Please go through the records below and return every line holding the word "spaced".

**** Provided data ****

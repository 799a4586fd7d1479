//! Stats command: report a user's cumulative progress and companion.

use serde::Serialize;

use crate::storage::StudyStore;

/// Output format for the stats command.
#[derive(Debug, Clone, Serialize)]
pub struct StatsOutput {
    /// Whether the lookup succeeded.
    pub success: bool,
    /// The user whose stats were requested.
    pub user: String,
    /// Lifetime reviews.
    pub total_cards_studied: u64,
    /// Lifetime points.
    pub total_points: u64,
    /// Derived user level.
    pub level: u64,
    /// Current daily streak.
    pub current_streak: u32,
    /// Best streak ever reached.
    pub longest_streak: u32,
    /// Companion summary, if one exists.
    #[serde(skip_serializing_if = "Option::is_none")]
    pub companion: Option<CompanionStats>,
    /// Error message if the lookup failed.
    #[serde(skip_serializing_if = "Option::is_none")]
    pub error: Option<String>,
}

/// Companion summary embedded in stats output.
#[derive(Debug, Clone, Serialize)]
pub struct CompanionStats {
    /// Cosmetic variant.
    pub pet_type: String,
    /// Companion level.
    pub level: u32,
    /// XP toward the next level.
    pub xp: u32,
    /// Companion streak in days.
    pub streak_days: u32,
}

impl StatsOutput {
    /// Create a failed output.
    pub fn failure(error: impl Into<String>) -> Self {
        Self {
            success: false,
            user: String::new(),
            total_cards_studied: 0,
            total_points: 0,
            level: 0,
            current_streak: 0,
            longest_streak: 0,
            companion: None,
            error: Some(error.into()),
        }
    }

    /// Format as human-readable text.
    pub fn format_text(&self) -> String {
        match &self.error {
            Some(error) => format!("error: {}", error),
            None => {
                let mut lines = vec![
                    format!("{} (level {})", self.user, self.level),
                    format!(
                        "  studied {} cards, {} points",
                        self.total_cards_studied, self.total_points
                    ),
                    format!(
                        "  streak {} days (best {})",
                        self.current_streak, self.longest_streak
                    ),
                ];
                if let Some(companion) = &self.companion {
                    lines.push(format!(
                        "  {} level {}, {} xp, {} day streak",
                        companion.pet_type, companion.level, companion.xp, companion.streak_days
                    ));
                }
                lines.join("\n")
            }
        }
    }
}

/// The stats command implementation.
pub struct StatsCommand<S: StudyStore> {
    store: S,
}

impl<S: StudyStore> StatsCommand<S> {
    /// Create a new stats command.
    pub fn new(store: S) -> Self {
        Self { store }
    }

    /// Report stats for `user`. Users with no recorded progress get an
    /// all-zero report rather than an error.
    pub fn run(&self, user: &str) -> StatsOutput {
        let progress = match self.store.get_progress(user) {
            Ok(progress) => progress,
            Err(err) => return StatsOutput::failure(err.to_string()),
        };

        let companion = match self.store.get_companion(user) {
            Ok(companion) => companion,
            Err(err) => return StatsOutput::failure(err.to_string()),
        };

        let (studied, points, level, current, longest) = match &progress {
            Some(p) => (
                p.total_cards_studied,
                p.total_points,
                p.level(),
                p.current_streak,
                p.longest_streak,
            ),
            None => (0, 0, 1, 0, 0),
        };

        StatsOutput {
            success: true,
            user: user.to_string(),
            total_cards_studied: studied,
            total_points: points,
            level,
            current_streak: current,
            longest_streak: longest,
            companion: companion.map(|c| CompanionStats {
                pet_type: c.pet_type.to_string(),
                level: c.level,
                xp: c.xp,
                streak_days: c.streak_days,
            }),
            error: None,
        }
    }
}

****
**** Provided data ****

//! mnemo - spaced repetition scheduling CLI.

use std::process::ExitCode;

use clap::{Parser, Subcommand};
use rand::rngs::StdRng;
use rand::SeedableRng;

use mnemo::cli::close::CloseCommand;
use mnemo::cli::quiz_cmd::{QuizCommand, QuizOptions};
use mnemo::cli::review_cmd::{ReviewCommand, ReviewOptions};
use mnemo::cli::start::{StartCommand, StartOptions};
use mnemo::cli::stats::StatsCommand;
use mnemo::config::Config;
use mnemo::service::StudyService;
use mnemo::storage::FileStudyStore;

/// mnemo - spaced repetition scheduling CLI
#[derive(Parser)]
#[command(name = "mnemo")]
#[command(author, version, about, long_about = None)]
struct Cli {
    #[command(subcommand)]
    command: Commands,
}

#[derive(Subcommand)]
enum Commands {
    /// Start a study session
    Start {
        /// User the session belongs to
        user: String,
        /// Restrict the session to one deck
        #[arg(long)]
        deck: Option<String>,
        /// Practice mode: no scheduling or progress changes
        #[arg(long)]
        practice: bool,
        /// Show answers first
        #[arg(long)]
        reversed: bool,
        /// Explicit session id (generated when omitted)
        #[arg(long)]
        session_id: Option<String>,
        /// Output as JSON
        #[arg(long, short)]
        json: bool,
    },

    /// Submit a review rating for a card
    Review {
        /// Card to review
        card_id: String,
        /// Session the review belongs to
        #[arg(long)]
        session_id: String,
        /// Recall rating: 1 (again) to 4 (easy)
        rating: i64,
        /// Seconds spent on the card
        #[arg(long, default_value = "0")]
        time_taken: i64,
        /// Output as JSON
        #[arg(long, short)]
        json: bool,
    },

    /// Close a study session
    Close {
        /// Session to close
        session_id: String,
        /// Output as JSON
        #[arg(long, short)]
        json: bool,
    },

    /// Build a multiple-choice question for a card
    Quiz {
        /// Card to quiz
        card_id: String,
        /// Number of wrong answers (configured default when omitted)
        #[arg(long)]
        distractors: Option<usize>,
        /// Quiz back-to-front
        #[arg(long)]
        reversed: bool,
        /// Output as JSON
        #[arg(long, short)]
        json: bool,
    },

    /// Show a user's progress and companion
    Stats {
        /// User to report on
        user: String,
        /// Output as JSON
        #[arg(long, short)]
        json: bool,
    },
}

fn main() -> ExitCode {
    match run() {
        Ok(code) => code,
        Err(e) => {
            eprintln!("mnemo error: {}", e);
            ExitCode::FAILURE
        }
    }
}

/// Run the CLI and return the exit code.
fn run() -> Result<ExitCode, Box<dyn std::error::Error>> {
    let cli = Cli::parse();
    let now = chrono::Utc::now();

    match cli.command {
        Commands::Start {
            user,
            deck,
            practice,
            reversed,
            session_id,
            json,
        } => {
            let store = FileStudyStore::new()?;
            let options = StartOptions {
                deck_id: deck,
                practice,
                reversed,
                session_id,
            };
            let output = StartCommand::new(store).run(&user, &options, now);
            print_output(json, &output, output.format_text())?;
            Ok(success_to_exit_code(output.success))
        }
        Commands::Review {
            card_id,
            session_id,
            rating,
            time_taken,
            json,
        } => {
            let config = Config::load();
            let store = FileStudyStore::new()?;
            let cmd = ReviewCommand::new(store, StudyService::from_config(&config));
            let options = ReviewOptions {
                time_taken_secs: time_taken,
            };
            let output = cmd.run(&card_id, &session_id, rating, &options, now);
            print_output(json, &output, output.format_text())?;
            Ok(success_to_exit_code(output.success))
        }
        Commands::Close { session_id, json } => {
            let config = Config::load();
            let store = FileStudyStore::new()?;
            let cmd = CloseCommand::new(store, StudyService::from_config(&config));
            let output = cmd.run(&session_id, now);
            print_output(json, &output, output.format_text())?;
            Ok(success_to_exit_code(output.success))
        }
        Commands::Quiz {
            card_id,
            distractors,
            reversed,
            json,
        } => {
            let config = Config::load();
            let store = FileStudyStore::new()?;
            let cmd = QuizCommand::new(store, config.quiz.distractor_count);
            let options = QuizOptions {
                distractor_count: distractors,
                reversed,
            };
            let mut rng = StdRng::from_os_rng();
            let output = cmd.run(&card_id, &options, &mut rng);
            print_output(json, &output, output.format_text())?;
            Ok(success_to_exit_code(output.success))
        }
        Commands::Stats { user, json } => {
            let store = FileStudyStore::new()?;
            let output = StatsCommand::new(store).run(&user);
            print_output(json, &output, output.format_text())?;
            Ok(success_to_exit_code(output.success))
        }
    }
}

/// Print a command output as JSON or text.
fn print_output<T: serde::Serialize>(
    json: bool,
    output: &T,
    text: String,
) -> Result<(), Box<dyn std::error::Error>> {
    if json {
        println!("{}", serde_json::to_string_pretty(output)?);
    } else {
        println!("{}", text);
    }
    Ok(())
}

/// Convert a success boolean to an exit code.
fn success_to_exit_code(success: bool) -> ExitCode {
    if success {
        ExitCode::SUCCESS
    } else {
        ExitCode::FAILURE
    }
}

****

=== Solution for this task ===
//! mnemo - spaced repetition scheduling CLI.
/// mnemo - spaced repetition scheduling CLI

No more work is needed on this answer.